Werden wir Helden für einen Tag

Home | About | Archive

rtoot and functional programming

Posted on Nov 12, 2022 by Chung-hong Chan

I am now part of the development team of rtoot, yet another R package. The “cre” (maintainer) of the package is actually my team lead David Schoch at GESIS. He have written a blog post about rtoot. I don’t think I’ll need to repeat what he has said about the package.

I want to talk about rtoot from another angle. I want to use the code of rtoot to talk about some functional programming (FP) concepts. 1 But a big disclaimer first: Just as R isn’t as pure in functional programming as Haskell, the code of rtoot is neither purely functional. There are some side effects (e.g. saving of the access token) in between the code. Also, the code isn’t stateless: it depends on the state of the API and the state of what the token is. Of course, the token situation can be fixed to make it purely functional. But that’s for users’ convienence we don’t make it purely functional.
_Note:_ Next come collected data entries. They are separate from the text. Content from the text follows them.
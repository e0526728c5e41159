/// Macro to push a ModelRecord with the cycle index as its timestamp
///
/// Usage:
/// ```ignore
/// cycle_record!(self, t, "action_name", "subject string");
/// cycle_record!(self, t, "action_name", format!("formatted {}", value));
/// ```
#[macro_export]
macro_rules! cycle_record {
  ($self:expr, $cycle:expr, $action:expr, $subject:expr) => {
    $self.records.push(sim::models::ModelRecord {
      time: $cycle as f64,
      action: $action.to_string(),
      subject: $subject.to_string(),
    });
  };
}
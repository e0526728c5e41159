use clap::Parser;
use ripple::simulator::config::{build_operands, load_and_merge_configs, to_sim_config};
use ripple::simulator::utils::log::init_log;
use ripple::simulator::Simulator;

/// Ripple - a cycle-level matrix multiplication dataflow simulator
#[derive(Parser, Debug)]
#[command(name = "ripple")]
#[command(version = "0.1.0")]
#[command(about = "Cycle-by-cycle matmul on naive, reduction and systolic models", long_about = None)]
struct Args {
  /// Enable step mode (interactive stepping)
  #[arg(short, long)]
  step: bool,

  /// Quiet mode (suppress records and result printing)
  #[arg(short, long)]
  quiet: bool,

  /// Output trace file path (JSON lines, one record per cycle)
  #[arg(long, value_name = "FILE")]
  trace_file: Option<String>,

  /// Architecture type: naive, reduction or systolic
  #[arg(short, long, value_name = "ARCH")]
  arch: Option<String>,

  /// Number of cycles to run (defaults to the settle point)
  #[arg(short, long, value_name = "N", allow_hyphen_values = true)]
  cycles: Option<i64>,

  /// Square dimension for all-ones operands (overrides [operands])
  #[arg(short, long, value_name = "DIM")]
  dim: Option<usize>,

  /// Custom config file (TOML)
  #[arg(long, value_name = "FILE")]
  config: Option<String>,
}

fn main() -> std::io::Result<()> {
  init_log();

  let args = Args::parse();

  let config = load_and_merge_configs(
    args.config.as_deref(),
    args.quiet,
    args.step,
    args.trace_file.as_deref(),
    args.arch.as_deref(),
    args.cycles,
    args.dim,
  )?;

  let (a, b) = build_operands(&config.operands)?;
  let sim_config = to_sim_config(&config)?;

  let mut simulator = Simulator::new(sim_config, a, b)?;
  simulator.run()
}
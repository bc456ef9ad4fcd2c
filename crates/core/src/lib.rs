//! Core types and configuration for the flowgate system.
//!
//! This crate provides shared types used across all other crates:
//! - Trade and product-category types
//! - Configuration structures
//! - Common error types

pub mod config;
pub mod error;
pub mod types;

pub use config::{BufferConfig, ChannelLimits, SimConfig, Strategy};
pub use error::{Error, Result};
pub use types::*;
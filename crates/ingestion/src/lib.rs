//! Trade record ingestion for the flowgate system.
//!
//! This crate handles:
//! - CSV flatfile loading
//! - Timestamp parsing
//! - Product category derivation
//! - Load statistics

pub mod loader;

pub use loader::{load_trades_csv, read_trades, LoadResult, LoadStats};
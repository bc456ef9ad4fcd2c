//! Configuration structures for the flowgate system.

use crate::error::Result;
use crate::types::{ProductCategory, MINUTE_MS};
use serde::{Deserialize, Serialize};
use std::path::Path;

/// Top-level configuration for an allocation simulation run.
#[derive(Debug, Clone, Serialize, Deserialize)]
pub struct SimConfig {
    /// Prioritization strategy applied within each minute bucket.
    pub strategy: Strategy,
    /// Urgency buffering.
    pub buffer: BufferConfig,
    /// Outbound channel limits.
    pub limits: ChannelLimits,
}

impl Default for SimConfig {
    fn default() -> Self {
        Self {
            strategy: Strategy::FirstArrive,
            buffer: BufferConfig::default(),
            limits: ChannelLimits::default(),
        }
    }
}

impl SimConfig {
    /// Parse a configuration from a JSON string.
    pub fn from_json_str(text: &str) -> Result<Self> {
        Ok(serde_json::from_str(text)?)
    }

    /// Load a configuration from a JSON file.
    pub fn from_json_file(path: impl AsRef<Path>) -> Result<Self> {
        let text = std::fs::read_to_string(path)?;
        Self::from_json_str(&text)
    }
}

/// Trade prioritization strategy within a minute bucket.
#[derive(Debug, Clone, Copy, PartialEq, Eq, Serialize, Deserialize)]
pub enum Strategy {
    /// Keep arrival order.
    FirstArrive,
    /// Largest volumes first.
    #[serde(rename = "MaxMW")]
    MaxMw,
}

impl Default for Strategy {
    fn default() -> Self {
        Strategy::FirstArrive
    }
}

impl Strategy {
    /// Map a strategy name to a variant.
    ///
    /// Unrecognized names select `FirstArrive`.
    pub fn from_name(name: &str) -> Self {
        match name {
            "MaxMW" => Strategy::MaxMw,
            _ => Strategy::FirstArrive,
        }
    }
}

/// Urgency buffering configuration.
#[derive(Debug, Clone, Serialize, Deserialize)]
pub struct BufferConfig {
    /// Whether the urgency filter is applied before allocation.
    pub enabled: bool,
    /// Maximum allowed distance between submission and delivery start (minutes).
    pub threshold_minutes: u32,
}

impl Default for BufferConfig {
    fn default() -> Self {
        Self {
            enabled: false,
            threshold_minutes: 60,
        }
    }
}

impl BufferConfig {
    /// Threshold in milliseconds.
    #[inline]
    pub fn threshold_ms(&self) -> i64 {
        self.threshold_minutes as i64 * MINUTE_MS
    }
}

/// Per-minute limits of the outbound exchange channel.
#[derive(Debug, Clone, Serialize, Deserialize)]
pub struct ChannelLimits {
    /// Messages the channel accepts per minute, shared across all categories.
    pub max_messages_per_minute: usize,
    /// Per-minute trade budget for hourly products.
    pub hourly_quota: usize,
    /// Per-minute trade budget for half-hourly products.
    pub half_hourly_quota: usize,
    /// Per-minute trade budget for quarter-hourly products.
    pub quarter_hourly_quota: usize,
}

impl Default for ChannelLimits {
    fn default() -> Self {
        Self {
            max_messages_per_minute: 60,
            hourly_quota: 48,
            half_hourly_quota: 96,
            quarter_hourly_quota: 192,
        }
    }
}

impl ChannelLimits {
    /// Per-minute budget for the given category.
    pub fn quota(&self, category: ProductCategory) -> usize {
        match category {
            ProductCategory::Hourly => self.hourly_quota,
            ProductCategory::HalfHourly => self.half_hourly_quota,
            ProductCategory::QuarterHourly => self.quarter_hourly_quota,
        }
    }
}
//! Allocation engine for the flowgate system.
//!
//! This crate provides:
//! - Minute-bucket allocation under category quotas and a shared message cap
//! - Urgency buffering and strategy ordering
//! - Summary aggregation of unallocated trades

pub mod allocator;
pub mod summary;

pub use allocator::{AllocationOutcome, Allocator, ExcludedTrade, ExclusionReason};
pub use summary::{summarize, CategorySummary};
With this disclaimer which not everyone can understand (but probably you will after reading this post in entirety), let’s talk about FP.

Empowerment statement

In this post, I am going to explain some basic concepts of FP.

Functional programming

I don’t think I can give a complete introduction of FP. A Wikipedia-inspired elevator pitch is: “programs are constructed by applying and composing (pure) functions.”

Let’s start from the back: What is a pure function? A pure function is a function that always gives the same output when the input is the same. For example, the R function mean() is a pure function because it always gives the same output when the input is the same. For example, if you run: mean(1:100) for 100 times, the output will always be 50.5. However, sample() is not a pure function. Running sample(1:100, 1) for several times will give you different results. Similarly, functions such as read.csv is also not a pure function. The output of read.csv("mycsvfile.csv") depends on what you have in the file “mycsvfile.csv”; or even whether “mycsvfile.csv” exists or not.

Also, a pure function should always give a real output, not a side effect. For example, mean(1:100) gives you a real output of 50.5. However, saveRDS(iris, "iris.RDS") won’t give you any real output. Instead, it gives you a “side effect” of saving iris as a file. Another example is a function modifying an entry in a database. 2

I put pure inside a pair of parentheses because pure functions without any side effect are often not realistic. So, I would consider FP as the business of applying and composing functions. Punkt. There would be not much confusion about “applying functions”, the problem would be “composing functions”. To me, it is not the same as merely writing functions, as in the sense of “I compose a Shakespearean sonnet”. But in the “a whole is composed of parts” sense. “Composing functions” means composing a functions by combining functions to work together. In order to compose functions in this sense, a programming language supporting FP needs to treat functions differently. You might have heard about “functions as first-class citizens” or “first-class functions”. I again opened up a can of worms by introducing the concept of “First-class citizens”. And I need to explain it: A thing is a “first-class citizen” in a programming language needs to satisfy four criteria. In almost all programming languages, a singular number (or “numeric” in R) is a first-class citizen. Let’s use it as an example.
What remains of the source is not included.